> Assignment: Every line holding the string "theirs" is to be copied from the entries below.

> Records provided:

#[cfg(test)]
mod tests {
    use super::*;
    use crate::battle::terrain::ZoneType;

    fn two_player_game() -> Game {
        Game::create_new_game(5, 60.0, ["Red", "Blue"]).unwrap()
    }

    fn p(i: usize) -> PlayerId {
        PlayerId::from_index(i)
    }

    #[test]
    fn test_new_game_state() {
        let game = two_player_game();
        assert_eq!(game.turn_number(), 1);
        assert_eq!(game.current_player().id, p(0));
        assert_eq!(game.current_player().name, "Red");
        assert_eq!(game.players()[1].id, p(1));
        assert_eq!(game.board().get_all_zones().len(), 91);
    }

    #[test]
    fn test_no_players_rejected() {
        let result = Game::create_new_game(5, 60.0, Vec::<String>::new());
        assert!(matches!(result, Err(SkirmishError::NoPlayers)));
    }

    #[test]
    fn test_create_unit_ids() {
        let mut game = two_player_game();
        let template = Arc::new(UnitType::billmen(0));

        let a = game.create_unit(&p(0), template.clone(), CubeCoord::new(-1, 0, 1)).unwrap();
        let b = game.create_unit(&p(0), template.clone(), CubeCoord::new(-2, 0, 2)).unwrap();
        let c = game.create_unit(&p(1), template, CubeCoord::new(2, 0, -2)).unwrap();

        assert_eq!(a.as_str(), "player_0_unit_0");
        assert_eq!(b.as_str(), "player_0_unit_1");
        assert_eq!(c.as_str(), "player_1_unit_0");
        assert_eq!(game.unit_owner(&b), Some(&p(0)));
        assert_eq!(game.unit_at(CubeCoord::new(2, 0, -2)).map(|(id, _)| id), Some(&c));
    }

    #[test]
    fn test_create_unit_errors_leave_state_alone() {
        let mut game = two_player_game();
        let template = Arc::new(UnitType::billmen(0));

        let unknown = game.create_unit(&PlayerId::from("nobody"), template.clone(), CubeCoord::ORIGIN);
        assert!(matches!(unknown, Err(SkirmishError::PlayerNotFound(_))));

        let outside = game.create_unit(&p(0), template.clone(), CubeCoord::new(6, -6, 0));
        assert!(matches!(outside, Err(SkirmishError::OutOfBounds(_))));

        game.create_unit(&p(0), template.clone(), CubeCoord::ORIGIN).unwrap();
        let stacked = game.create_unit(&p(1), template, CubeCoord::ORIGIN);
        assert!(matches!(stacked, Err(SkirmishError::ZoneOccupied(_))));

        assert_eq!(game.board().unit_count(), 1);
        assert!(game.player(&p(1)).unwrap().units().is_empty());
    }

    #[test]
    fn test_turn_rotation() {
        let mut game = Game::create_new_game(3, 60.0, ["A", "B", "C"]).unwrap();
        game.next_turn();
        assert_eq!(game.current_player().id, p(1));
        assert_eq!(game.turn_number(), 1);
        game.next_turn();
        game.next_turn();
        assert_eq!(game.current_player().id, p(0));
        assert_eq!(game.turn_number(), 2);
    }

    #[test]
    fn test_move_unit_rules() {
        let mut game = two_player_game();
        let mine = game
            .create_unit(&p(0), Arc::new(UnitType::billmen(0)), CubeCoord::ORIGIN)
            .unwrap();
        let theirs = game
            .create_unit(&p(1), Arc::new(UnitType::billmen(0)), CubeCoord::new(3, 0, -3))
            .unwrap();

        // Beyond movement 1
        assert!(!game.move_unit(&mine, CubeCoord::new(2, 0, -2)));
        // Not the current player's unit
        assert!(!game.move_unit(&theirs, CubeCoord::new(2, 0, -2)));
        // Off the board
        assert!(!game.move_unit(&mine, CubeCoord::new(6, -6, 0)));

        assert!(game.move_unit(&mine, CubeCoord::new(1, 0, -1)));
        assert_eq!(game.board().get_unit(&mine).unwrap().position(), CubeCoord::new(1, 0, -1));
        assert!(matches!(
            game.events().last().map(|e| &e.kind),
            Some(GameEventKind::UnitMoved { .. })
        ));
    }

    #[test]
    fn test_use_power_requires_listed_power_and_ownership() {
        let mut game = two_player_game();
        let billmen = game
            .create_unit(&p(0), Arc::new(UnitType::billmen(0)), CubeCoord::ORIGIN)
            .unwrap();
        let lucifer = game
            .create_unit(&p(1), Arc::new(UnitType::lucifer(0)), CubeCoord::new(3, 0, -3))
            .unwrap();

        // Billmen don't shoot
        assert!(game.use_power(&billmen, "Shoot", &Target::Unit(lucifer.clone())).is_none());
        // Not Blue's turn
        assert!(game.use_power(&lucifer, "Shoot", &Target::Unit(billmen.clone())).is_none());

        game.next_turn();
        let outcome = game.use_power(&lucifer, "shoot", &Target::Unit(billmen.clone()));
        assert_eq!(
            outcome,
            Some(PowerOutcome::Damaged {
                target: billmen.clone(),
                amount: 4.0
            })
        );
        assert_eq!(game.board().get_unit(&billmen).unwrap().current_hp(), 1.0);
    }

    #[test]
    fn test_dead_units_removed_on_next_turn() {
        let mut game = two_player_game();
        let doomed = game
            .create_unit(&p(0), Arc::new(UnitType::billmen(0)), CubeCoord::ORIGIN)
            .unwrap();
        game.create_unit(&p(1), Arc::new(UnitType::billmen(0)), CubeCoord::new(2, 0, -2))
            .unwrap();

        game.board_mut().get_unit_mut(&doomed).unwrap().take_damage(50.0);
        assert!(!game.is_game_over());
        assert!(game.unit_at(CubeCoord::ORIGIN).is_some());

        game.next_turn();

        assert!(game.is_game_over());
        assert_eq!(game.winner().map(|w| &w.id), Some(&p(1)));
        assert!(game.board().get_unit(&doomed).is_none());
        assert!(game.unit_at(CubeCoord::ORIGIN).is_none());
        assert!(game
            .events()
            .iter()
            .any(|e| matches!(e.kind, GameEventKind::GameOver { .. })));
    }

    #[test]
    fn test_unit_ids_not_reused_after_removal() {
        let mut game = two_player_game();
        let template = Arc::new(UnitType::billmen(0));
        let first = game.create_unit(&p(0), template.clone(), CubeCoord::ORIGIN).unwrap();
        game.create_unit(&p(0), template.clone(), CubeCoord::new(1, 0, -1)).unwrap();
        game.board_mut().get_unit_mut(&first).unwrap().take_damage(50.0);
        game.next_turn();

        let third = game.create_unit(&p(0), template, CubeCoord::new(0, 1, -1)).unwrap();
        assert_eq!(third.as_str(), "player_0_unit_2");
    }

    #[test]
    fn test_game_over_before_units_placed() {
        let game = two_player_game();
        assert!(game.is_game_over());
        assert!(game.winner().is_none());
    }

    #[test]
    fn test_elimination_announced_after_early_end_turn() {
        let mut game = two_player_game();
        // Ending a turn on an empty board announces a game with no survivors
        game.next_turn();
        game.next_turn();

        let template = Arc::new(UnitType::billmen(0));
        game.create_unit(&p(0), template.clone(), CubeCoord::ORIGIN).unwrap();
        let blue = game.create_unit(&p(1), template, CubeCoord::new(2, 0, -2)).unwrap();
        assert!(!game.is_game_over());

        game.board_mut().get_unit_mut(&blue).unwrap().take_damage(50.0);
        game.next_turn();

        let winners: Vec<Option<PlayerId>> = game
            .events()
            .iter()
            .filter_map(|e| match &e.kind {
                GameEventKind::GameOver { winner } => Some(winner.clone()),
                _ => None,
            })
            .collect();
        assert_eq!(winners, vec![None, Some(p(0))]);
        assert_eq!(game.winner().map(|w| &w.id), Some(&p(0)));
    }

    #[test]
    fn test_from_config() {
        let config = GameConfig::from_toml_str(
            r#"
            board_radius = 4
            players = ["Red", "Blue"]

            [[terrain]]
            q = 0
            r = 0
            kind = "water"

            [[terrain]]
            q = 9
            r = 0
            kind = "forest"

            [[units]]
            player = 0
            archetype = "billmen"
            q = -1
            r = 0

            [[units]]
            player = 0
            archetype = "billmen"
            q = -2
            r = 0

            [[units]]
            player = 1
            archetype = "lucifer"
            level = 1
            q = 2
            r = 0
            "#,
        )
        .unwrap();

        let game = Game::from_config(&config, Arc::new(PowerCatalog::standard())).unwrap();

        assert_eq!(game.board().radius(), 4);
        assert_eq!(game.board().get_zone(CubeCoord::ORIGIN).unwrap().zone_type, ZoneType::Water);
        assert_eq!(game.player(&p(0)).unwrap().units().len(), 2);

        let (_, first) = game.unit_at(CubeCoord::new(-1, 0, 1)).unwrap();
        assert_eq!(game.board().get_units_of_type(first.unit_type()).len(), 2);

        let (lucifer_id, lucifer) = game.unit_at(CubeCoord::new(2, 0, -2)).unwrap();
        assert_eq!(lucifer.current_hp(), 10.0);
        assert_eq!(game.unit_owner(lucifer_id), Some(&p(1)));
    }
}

> Response area:
        let theirs = game
        assert!(!game.move_unit(&theirs, CubeCoord::new(2, 0, -2)));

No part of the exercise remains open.